Transcribe all the entries that follow, leaving nothing out.

** Extracted information follows **

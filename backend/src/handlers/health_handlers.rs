use axum::{extract::State, http::StatusCode, response::Json};
use serde_json::{json, Value};

use crate::AppState;

/// Store reachability plus live scan counters. Responds 503 when the store
/// cannot be reached.
pub async fn health_check(State(app_state): State<AppState>) -> (StatusCode, Json<Value>) {
    let store = match app_state.scan_service.check_store().await {
        Ok(()) => json!({ "healthy": true }),
        Err(e) => {
            tracing::error!(error = %e, "state store health check failed");
            json!({ "healthy": false, "error": e.to_string() })
        }
    };
    let healthy = store["healthy"].as_bool().unwrap_or(false);

    let body = json!({
        "status": if healthy { "healthy" } else { "unhealthy" },
        "timestamp": chrono::Utc::now().to_rfc3339(),
        "version": env!("CARGO_PKG_VERSION"),
        "service": "scan-orchestrator",
        "active_scans": app_state.scan_service.active_scans_count().await,
        "last_error": app_state.scan_service.last_error(),
        "checks": { "store": store },
    });

    let status = if healthy {
        StatusCode::OK
    } else {
        StatusCode::SERVICE_UNAVAILABLE
    };
    (status, Json(body))
}

pub async fn liveness_check() -> Json<Value> {
    Json(json!({
        "alive": true,
        "timestamp": chrono::Utc::now().to_rfc3339()
    }))
}
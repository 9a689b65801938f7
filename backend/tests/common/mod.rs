#![allow(dead_code)]

use std::sync::Arc;

use axum::{
    body::Body,
    http::{Method, Request, StatusCode},
    Router,
};
use scan_orchestrator::{
    config::Settings,
    create_router,
    models::format_scan_id,
    repositories::InMemoryStateStore,
    services::{RandomSource, ScriptedRandom},
    AppState,
};
use serde_json::Value;
use tower::ServiceExt;

pub struct TestHarness {
    pub state: AppState,
    pub store: Arc<InMemoryStateStore>,
}

impl TestHarness {
    pub fn router(&self) -> Router {
        create_router(self.state.clone())
    }
}

/// App state over a fresh in-memory store with default test settings.
pub async fn harness(rng: ScriptedRandom) -> TestHarness {
    harness_with_store(Arc::new(InMemoryStateStore::new()), rng).await
}

pub async fn harness_with_store(store: Arc<InMemoryStateStore>, rng: ScriptedRandom) -> TestHarness {
    let rng: Arc<dyn RandomSource> = Arc::new(rng);
    let state = AppState::with_store(Settings::for_tests(), store.clone(), rng)
        .await
        .expect("Failed to create test app state");
    TestHarness { state, store }
}

/// Scan id for today's `sequence`.
pub fn today_id(sequence: u32) -> String {
    format_scan_id(chrono::Local::now().date_naive(), sequence)
}

/// Helper to extract response body as bytes
pub async fn extract_body(response: axum::response::Response) -> Vec<u8> {
    use axum::body::to_bytes;
    let body = to_bytes(response.into_body(), 1024 * 1024).await.unwrap();
    body.to_vec()
}

/// Send one request and decode the JSON response (Null when empty).
pub async fn send(app: &Router, method: Method, uri: &str, body: Option<Value>) -> (StatusCode, Value) {
    let mut builder = Request::builder().method(method).uri(uri);
    let body = match body {
        Some(json) => {
            builder = builder.header("content-type", "application/json");
            Body::from(json.to_string())
        }
        None => Body::empty(),
    };

    let response = app.clone().oneshot(builder.body(body).unwrap()).await.unwrap();
    let status = response.status();
    let bytes = extract_body(response).await;
    let json = if bytes.is_empty() {
        Value::Null
    } else {
        serde_json::from_slice(&bytes).unwrap()
    };
    (status, json)
}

** End of Extracted information **

◆ **Written response**
filename backend/src/handlers/health_handlers.rs
use axum::{extract::State, http::StatusCode, response::Json};
use serde_json::{json, Value};

use crate::AppState;

/// Store reachability plus live scan counters. Responds 503 when the store
/// cannot be reached.
pub async fn health_check(State(app_state): State<AppState>) -> (StatusCode, Json<Value>) {
    let store = match app_state.scan_service.check_store().await {
        Ok(()) => json!({ "healthy": true }),
        Err(e) => {
            tracing::error!(error = %e, "state store health check failed");
            json!({ "healthy": false, "error": e.to_string() })
        }
    };
    let healthy = store["healthy"].as_bool().unwrap_or(false);

    let body = json!({
        "status": if healthy { "healthy" } else { "unhealthy" },
        "timestamp": chrono::Utc::now().to_rfc3339(),
        "version": env!("CARGO_PKG_VERSION"),
        "service": "scan-orchestrator",
        "active_scans": app_state.scan_service.active_scans_count().await,
        "last_error": app_state.scan_service.last_error(),
        "checks": { "store": store },
    });

    let status = if healthy {
        StatusCode::OK
    } else {
        StatusCode::SERVICE_UNAVAILABLE
    };
    (status, Json(body))
}

pub async fn liveness_check() -> Json<Value> {
    Json(json!({
        "alive": true,
        "timestamp": chrono::Utc::now().to_rfc3339()
    }))
}
repository 9a689b65801938f7
filename backend/tests/common/mod.rs
#![allow(dead_code)]

use std::sync::Arc;

use axum::{
    body::Body,
    http::{Method, Request, StatusCode},
    Router,
};
use scan_orchestrator::{
    config::Settings,
    create_router,
    models::format_scan_id,
    repositories::InMemoryStateStore,
    services::{RandomSource, ScriptedRandom},
    AppState,
};
use serde_json::Value;
use tower::ServiceExt;

pub struct TestHarness {
    pub state: AppState,
    pub store: Arc<InMemoryStateStore>,
}

impl TestHarness {
    pub fn router(&self) -> Router {
        create_router(self.state.clone())
    }
}

/// App state over a fresh in-memory store with default test settings.
pub async fn harness(rng: ScriptedRandom) -> TestHarness {
    harness_with_store(Arc::new(InMemoryStateStore::new()), rng).await
}

pub async fn harness_with_store(store: Arc<InMemoryStateStore>, rng: ScriptedRandom) -> TestHarness {
    let rng: Arc<dyn RandomSource> = Arc::new(rng);
    let state = AppState::with_store(Settings::for_tests(), store.clone(), rng)
        .await
        .expect("Failed to create test app state");
    TestHarness { state, store }
}

/// Scan id for today's `sequence`.
pub fn today_id(sequence: u32) -> String {
    format_scan_id(chrono::Local::now().date_naive(), sequence)
}

/// Helper to extract response body as bytes
pub async fn extract_body(response: axum::response::Response) -> Vec<u8> {
    use axum::body::to_bytes;
    let body = to_bytes(response.into_body(), 1024 * 1024).await.unwrap();
    body.to_vec()
}

/// Send one request and decode the JSON response (Null when empty).
pub async fn send(app: &Router, method: Method, uri: &str, body: Option<Value>) -> (StatusCode, Value) {
    let mut builder = Request::builder().method(method).uri(uri);
    let body = match body {
        Some(json) => {
            builder = builder.header("content-type", "application/json");
            Body::from(json.to_string())
        }
        None => Body::empty(),
    };

    let response = app.clone().oneshot(builder.body(body).unwrap()).await.unwrap();
    let status = response.status();
    let bytes = extract_body(response).await;
    let json = if bytes.is_empty() {
        Value::Null
    } else {
        serde_json::from_slice(&bytes).unwrap()
    };
    (status, json)
}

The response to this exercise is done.